- **WHAT THE EXERCISE ASKS**
Look through the data below and count each line where the word "struct" appears. Reply with the count alone.

[Dataset entries]
──────────

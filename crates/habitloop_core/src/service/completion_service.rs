//! Completion recorder.
//!
//! # Responsibility
//! - Record a completion against the period covering "now".
//! - Record backfilled (ad-hoc) completions outside any tracked period.
//! - Maintain `Obligation::last_completed_date`.
//!
//! # Invariants
//! - Completion is idempotent per period: a period already in `success`
//!   (or, for single-shot obligations, a period whose start date equals
//!   `last_completed_date`; today's date for unbounded periods) yields no
//!   new entry and no write.
//! - The success entry is appended only after the period write landed, so a
//!   lost race never leaves a duplicate entry.
//! - `last_completed_date` never moves backwards; the store only applies
//!   forward moves.

use crate::error::{EngineError, EngineResult};
use crate::model::entry::{Entry, EntryOutcome};
use crate::model::obligation::{Obligation, ObligationId};
use crate::model::period::{Period, PeriodId, PeriodOutcome};
use crate::model::recurrence::is_expired;
use crate::repo::PeriodStore;
use crate::service::lifecycle_service::{CompletionWrite, PeriodLifecycleService};
use crate::service::MAX_CONFLICT_RETRIES;
use chrono::{DateTime, Utc};
use log::info;
use serde::Serialize;
use std::time::Instant;

/// Result of a completion request.
#[derive(Debug, Clone, PartialEq, Eq, Serialize)]
pub struct CompletionOutcome {
    /// Obligation after the completion, including `last_completed_date`.
    pub obligation: Obligation,
    /// Period the completion counted against. `None` for ad-hoc completions.
    pub period: Option<Period>,
    /// Entry appended by this call, if any.
    pub entry: Option<Entry>,
    /// `false` when the call was an idempotent repeat.
    pub recorded: bool,
}

/// Completion service driving the lifecycle manager.
pub struct CompletionService<S: PeriodStore> {
    lifecycle: PeriodLifecycleService<S>,
}

impl<S: PeriodStore> CompletionService<S> {
    pub fn new(lifecycle: PeriodLifecycleService<S>) -> Self {
        Self { lifecycle }
    }

    pub fn lifecycle(&self) -> &PeriodLifecycleService<S> {
        &self.lifecycle
    }

    /// Completes `obligation_id` at `now`.
    ///
    /// # Errors
    /// - `ObligationNotFound` / `ObligationArchived` before any write.
    /// - `ConcurrentModification` when the period write loses twice, for
    ///   example to a sweep expiring the same window.
    pub fn complete_obligation(
        &self,
        obligation_id: ObligationId,
        now: DateTime<Utc>,
    ) -> EngineResult<CompletionOutcome> {
        let started_at = Instant::now();
        let mut obligation = self.load_unarchived(obligation_id)?;

        let mut attempt = 0;
        loop {
            if attempt > 0 {
                // The winner may have moved `last_completed_date`.
                obligation = self.load_unarchived(obligation_id)?;
            }
            let period = self
                .lifecycle
                .get_or_create_active_period(&obligation, now)?
                .ok_or(EngineError::ObligationArchived(obligation_id))?;

            if let Some(outcome) = self.complete_in_period(&obligation, period.clone(), now)? {
                if outcome.recorded {
                    info!(
                        "event=completion_record module=service status=ok obligation_id={} period_id={} attempt={} duration_ms={}",
                        obligation_id,
                        period.id,
                        attempt,
                        started_at.elapsed().as_millis()
                    );
                }
                return Ok(outcome);
            }

            if attempt >= MAX_CONFLICT_RETRIES {
                info!(
                    "event=completion_record module=service status=conflict obligation_id={} period_id={}",
                    obligation_id, period.id
                );
                return Err(EngineError::ConcurrentModification {
                    entity: "period",
                    id: period.id,
                });
            }
            attempt += 1;
        }
    }

    /// Returns `Ok(None)` when the period changed underneath and the caller
    /// should reload.
    fn complete_in_period(
        &self,
        obligation: &Obligation,
        period: Period,
        now: DateTime<Utc>,
    ) -> EngineResult<Option<CompletionOutcome>> {
        match period.outcome {
            PeriodOutcome::Success => return Ok(Some(self.idempotent(obligation, period))),
            PeriodOutcome::Expired => return Ok(None),
            PeriodOutcome::Pending => {}
        }

        // Unbounded periods stay open across days, so they are keyed by today.
        let guard_instant = if period.period_type.is_windowed() {
            period.start_instant
        } else {
            now
        };
        let guard_date = self.lifecycle.calendar().date_of(guard_instant);
        if obligation.is_single_shot() && obligation.last_completed_date == Some(guard_date) {
            return Ok(Some(self.idempotent(obligation, period)));
        }

        let updated = match self.lifecycle.record_completion(&period, now)? {
            CompletionWrite::Progressed(updated) | CompletionWrite::Finalized(updated) => updated,
            CompletionWrite::Lost => {
                // A concurrent success on the same period is an idempotent repeat.
                let current = self.lifecycle.store().get_period(period.id)?;
                return match current {
                    Some(current) if current.outcome == PeriodOutcome::Success => {
                        let fresh = self.reload_obligation(obligation.id)?;
                        Ok(Some(self.idempotent(&fresh, current)))
                    }
                    _ => Ok(None),
                };
            }
        };

        let entry = Entry::record(obligation, Some(updated.id), now, EntryOutcome::Success);
        self.lifecycle.store().append_entry(&entry)?;
        let obligation = self.advance_last_completed(obligation, now)?;

        Ok(Some(CompletionOutcome {
            obligation,
            period: Some(updated),
            entry: Some(entry),
            recorded: true,
        }))
    }

    /// Forces a pending period to `success` regardless of its count target,
    /// recording the completion like `complete_obligation` does.
    ///
    /// # Errors
    /// - `PeriodNotFound` for unknown ids.
    /// - `ObligationArchived` when the owning obligation is archived.
    /// - `PeriodFinalized` when the period already left `pending`, including
    ///   when its window elapsed before `now` (it is expired first).
    /// - `ConcurrentModification` when another writer changed it meanwhile.
    pub fn complete_and_finalize(
        &self,
        period_id: PeriodId,
        now: DateTime<Utc>,
    ) -> EngineResult<CompletionOutcome> {
        let period = self.lifecycle.reload(period_id)?;
        let obligation = self.load_unarchived(period.obligation_id)?;
        if period.is_finalized() {
            return Err(EngineError::PeriodFinalized {
                period_id,
                outcome: period.outcome,
            });
        }
        if is_expired(&period, now) {
            self.lifecycle.expire_period(&obligation, &period, now)?;
            let current = self.lifecycle.reload(period_id)?;
            return Err(EngineError::PeriodFinalized {
                period_id,
                outcome: current.outcome,
            });
        }

        if !self.lifecycle.force_success(&period, now)? {
            return Err(EngineError::ConcurrentModification {
                entity: "period",
                id: period_id,
            });
        }
        let updated = self.lifecycle.reload(period_id)?;
        let entry = Entry::record(&obligation, Some(period_id), now, EntryOutcome::Success);
        self.lifecycle.store().append_entry(&entry)?;
        let obligation = self.advance_last_completed(&obligation, now)?;

        Ok(CompletionOutcome {
            obligation,
            period: Some(updated),
            entry: Some(entry),
            recorded: true,
        })
    }

    /// Appends a success entry with no period for an instant before the
    /// current window.
    ///
    /// # Errors
    /// - `InvalidInput` when `completed_at` is in the future or inside the
    ///   window covering `now`.
    pub fn record_adhoc_completion(
        &self,
        obligation_id: ObligationId,
        completed_at: DateTime<Utc>,
        now: DateTime<Utc>,
    ) -> EngineResult<CompletionOutcome> {
        let obligation = self.load_unarchived(obligation_id)?;
        if completed_at > now {
            return Err(EngineError::InvalidInput(
                "ad-hoc completion instant is in the future".to_string(),
            ));
        }

        let store = self.lifecycle.store();
        let current_window_start = match store.latest_period(obligation_id)? {
            Some(latest) if latest.covers(now) => latest.start_instant,
            _ => {
                obligation
                    .recurrence
                    .compute_window(now, self.lifecycle.calendar())
                    .start
            }
        };
        if completed_at >= current_window_start {
            return Err(EngineError::InvalidInput(
                "ad-hoc completion falls inside the current window; complete the obligation instead"
                    .to_string(),
            ));
        }

        let entry = Entry::record(&obligation, None, completed_at, EntryOutcome::Success);
        store.append_entry(&entry)?;
        let obligation = self.advance_last_completed(&obligation, completed_at)?;
        info!(
            "event=completion_record module=service status=ok kind=adhoc obligation_id={} entry_id={}",
            obligation_id, entry.id
        );

        Ok(CompletionOutcome {
            obligation,
            period: None,
            entry: Some(entry),
            recorded: true,
        })
    }

    fn reload_obligation(&self, obligation_id: ObligationId) -> EngineResult<Obligation> {
        self.lifecycle
            .store()
            .get_obligation(obligation_id)?
            .ok_or(EngineError::ObligationNotFound(obligation_id))
    }

    fn load_unarchived(&self, obligation_id: ObligationId) -> EngineResult<Obligation> {
        let obligation = self.reload_obligation(obligation_id)?;
        if obligation.is_archived() {
            return Err(EngineError::ObligationArchived(obligation_id));
        }
        Ok(obligation)
    }

    fn advance_last_completed(
        &self,
        obligation: &Obligation,
        completed_at: DateTime<Utc>,
    ) -> EngineResult<Obligation> {
        let date = self.lifecycle.calendar().date_of(completed_at);
        if self
            .lifecycle
            .store()
            .set_last_completed_date(obligation.id, date)?
        {
            let mut updated = obligation.clone();
            updated.last_completed_date = Some(date);
            return Ok(updated);
        }
        // A same-or-later date is already stored, possibly by a concurrent writer.
        self.reload_obligation(obligation.id)
    }

    fn idempotent(&self, obligation: &Obligation, period: Period) -> CompletionOutcome {
        info!(
            "event=completion_idempotent module=service status=skip obligation_id={} period_id={} outcome={:?}",
            obligation.id, period.id, period.outcome
        );
        CompletionOutcome {
            obligation: obligation.clone(),
            period: Some(period),
            entry: None,
            recorded: false,
        }
    }
}
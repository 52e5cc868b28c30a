//! SQLite migration registry and executor.
//!
//! # Responsibility
//! - Register schema migrations in strictly increasing order.
//! - Apply pending migrations atomically.
//!
//! # Invariants
//! - `version` values must remain monotonic.
//! - Applied migration version is mirrored to `PRAGMA user_version`.

use crate::db::{DbError, DbResult};
use rusqlite::{Connection, TransactionBehavior};

#[derive(Debug, Clone, Copy)]
struct Migration {
    version: u32,
    sql: &'static str,
}

const MIGRATIONS: &[Migration] = &[
    Migration {
        version: 1,
        sql: include_str!("0001_obligations.sql"),
    },
    Migration {
        version: 2,
        sql: include_str!("0002_periods_entries.sql"),
    },
];

/// Returns the latest migration version known by this binary.
pub fn latest_version() -> u32 {
    MIGRATIONS.last().map_or(0, |migration| migration.version)
}

/// Applies all pending migrations on the provided connection.
pub fn apply_migrations(conn: &mut Connection) -> DbResult<()> {
    let current_version = current_user_version(conn)?;
    let latest = latest_version();

    if current_version > latest {
        return Err(DbError::UnsupportedSchemaVersion {
            db_version: current_version,
            latest_supported: latest,
        });
    }

    if current_version == latest {
        return Ok(());
    }

    // Immediate: two processes opening a fresh file must not both migrate.
    let tx = conn.transaction_with_behavior(TransactionBehavior::Immediate)?;
    let locked_version: u32 = tx.query_row("PRAGMA user_version;", [], |row| row.get(0))?;
    for migration in MIGRATIONS {
        if migration.version <= locked_version {
            continue;
        }

        tx.execute_batch(migration.sql)?;
        tx.execute_batch(&format!("PRAGMA user_version = {};", migration.version))?;
        log::info!(
            "event=db_migrate module=db status=ok version={}",
            migration.version
        );
    }
    tx.commit()?;

    Ok(())
}

fn current_user_version(conn: &Connection) -> DbResult<u32> {
    let version = conn.query_row("PRAGMA user_version;", [], |row| row.get::<_, u32>(0))?;
    Ok(version)
}
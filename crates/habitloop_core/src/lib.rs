//! Period lifecycle engine for habits and dailies.
//! This crate owns window computation, period finalization, completion
//! recording and streak derivation.

pub mod clock;
pub mod config;
pub mod db;
pub mod engine;
pub mod error;
pub mod logging;
pub mod model;
pub mod repo;
pub mod service;

pub use clock::{Clock, ManualClock, SystemClock};
pub use config::{ConfigError, EngineConfig};
pub use db::{open_db, open_db_in_memory, DbError};
pub use engine::HabitEngine;
pub use error::{EngineError, EngineResult};
pub use logging::{default_log_level, init_logging, init_logging_from_config, LoggingError};
pub use model::entry::{Entry, EntryId, EntryOutcome};
pub use model::obligation::{
    Difficulty, Obligation, ObligationId, ObligationKind, ObligationStatus,
    ObligationValidationError, OwnerId,
};
pub use model::period::{Period, PeriodId, PeriodOutcome};
pub use model::recurrence::{
    is_expired, Cadence, Calendar, RecurrenceError, RecurrenceRule, WeekStart, Window,
};
pub use repo::{
    ObligationListQuery, PeriodStore, RepoError, RepoResult, SqlitePeriodStore, SweepCursor,
    SweepScope,
};
pub use service::completion_service::{CompletionOutcome, CompletionService};
pub use service::lifecycle_service::{PeriodLifecycleService, SweepReport};
pub use service::streak_service::{CompletionStats, Streak, StreakService};

/// Returns the core crate version.
pub fn core_version() -> &'static str {
    env!("CARGO_PKG_VERSION")
}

──────────

- **OUTPUT FOR THIS TASK**
3